▶ _RECORDS SUPPLIED_
○ ○ ○ ○
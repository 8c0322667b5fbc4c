use std::collections::HashMap;
use std::path::PathBuf;

use crate::error::AppError;
use crate::record::AnnotationRecord;

// Repository over a single JSON file. The whole map is read once and
// rewritten wholesale, like the local-storage object it replaces.
pub struct MetadataStore {
    path: PathBuf,
}

impl MetadataStore {
    pub fn new(path: impl Into<PathBuf>) -> Self {
        Self { path: path.into() }
    }

    pub fn load(&self) -> HashMap<String, AnnotationRecord> {
        let raw = match std::fs::read_to_string(&self.path) {
            Ok(raw) => raw,
            Err(e) if e.kind() == std::io::ErrorKind::NotFound => {
                log::trace!("No metadata store at {:?}, starting empty", self.path);
                return HashMap::new();
            }
            Err(e) => {
                log::warn!("Error reading metadata store {:?}: {}", self.path, e);
                return HashMap::new();
            }
        };

        match serde_json::from_str(&raw) {
            Ok(records) => records,
            Err(e) => {
                log::warn!("Error parsing metadata store {:?}: {}", self.path, e);
                HashMap::new()
            }
        }
    }

    pub fn save(&self, records: &HashMap<String, AnnotationRecord>) -> Result<(), AppError> {
        let serialized = serde_json::to_string_pretty(records)?;
        std::fs::write(&self.path, serialized)?;
        log::debug!("Saved {} records to {:?}", records.len(), self.path);
        Ok(())
    }
}

#[cfg(test)]
mod tests {
    use super::*;
    use crate::record::generate_file_id;
    use chrono::{NaiveDate, Utc};

    fn temp_store() -> MetadataStore {
        let path = std::env::temp_dir().join(format!("annotation-store-{}.json", generate_file_id()));
        MetadataStore::new(path)
    }

    fn sample_record(id: &str) -> AnnotationRecord {
        AnnotationRecord {
            id: id.to_string(),
            file_name: "alpha.html".to_string(),
            original_name: "notes.html".to_string(),
            created: Utc::now(),
            expiry: NaiveDate::from_ymd_opt(2026, 12, 31).unwrap(),
            slug: "alpha".to_string(),
            description: "a record".to_string(),
            public_url: "https://annotationhub.com/annotations/alpha/".to_string(),
            file_size: "1.5 KB".to_string(),
            custom_image: false,
            preview_title: "Alpha".to_string(),
            preview_description: "a record".to_string(),
        }
    }

    #[test]
    fn missing_file_loads_as_empty() {
        let store = temp_store();
        assert!(store.load().is_empty());
    }

    #[test]
    fn save_then_load_round_trips() {
        let store = temp_store();
        let mut records = HashMap::new();
        records.insert("id1".to_string(), sample_record("id1"));
        store.save(&records).unwrap();

        let loaded = store.load();
        assert_eq!(loaded.len(), 1);
        let record = &loaded["id1"];
        assert_eq!(record.slug, "alpha");
        assert_eq!(record.file_size, "1.5 KB");
        assert!(!record.custom_image);

        std::fs::remove_file(&store.path).unwrap();
    }

    #[test]
    fn corrupt_file_loads_as_empty() {
        let store = temp_store();
        std::fs::write(&store.path, "definitely not json").unwrap();
        assert!(store.load().is_empty());
        std::fs::remove_file(&store.path).unwrap();
    }
}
○ ○ ○ ○
Repeat the entries above exactly, beginning at their first line and ending with the line that contains "object it replaces.", with nothing added.

repository 8c0322667b5fbc4c
use std::collections::HashMap;
use std::path::PathBuf;

use crate::error::AppError;
use crate::record::AnnotationRecord;

// Repository over a single JSON file. The whole map is read once and
// rewritten wholesale, like the local-storage object it replaces.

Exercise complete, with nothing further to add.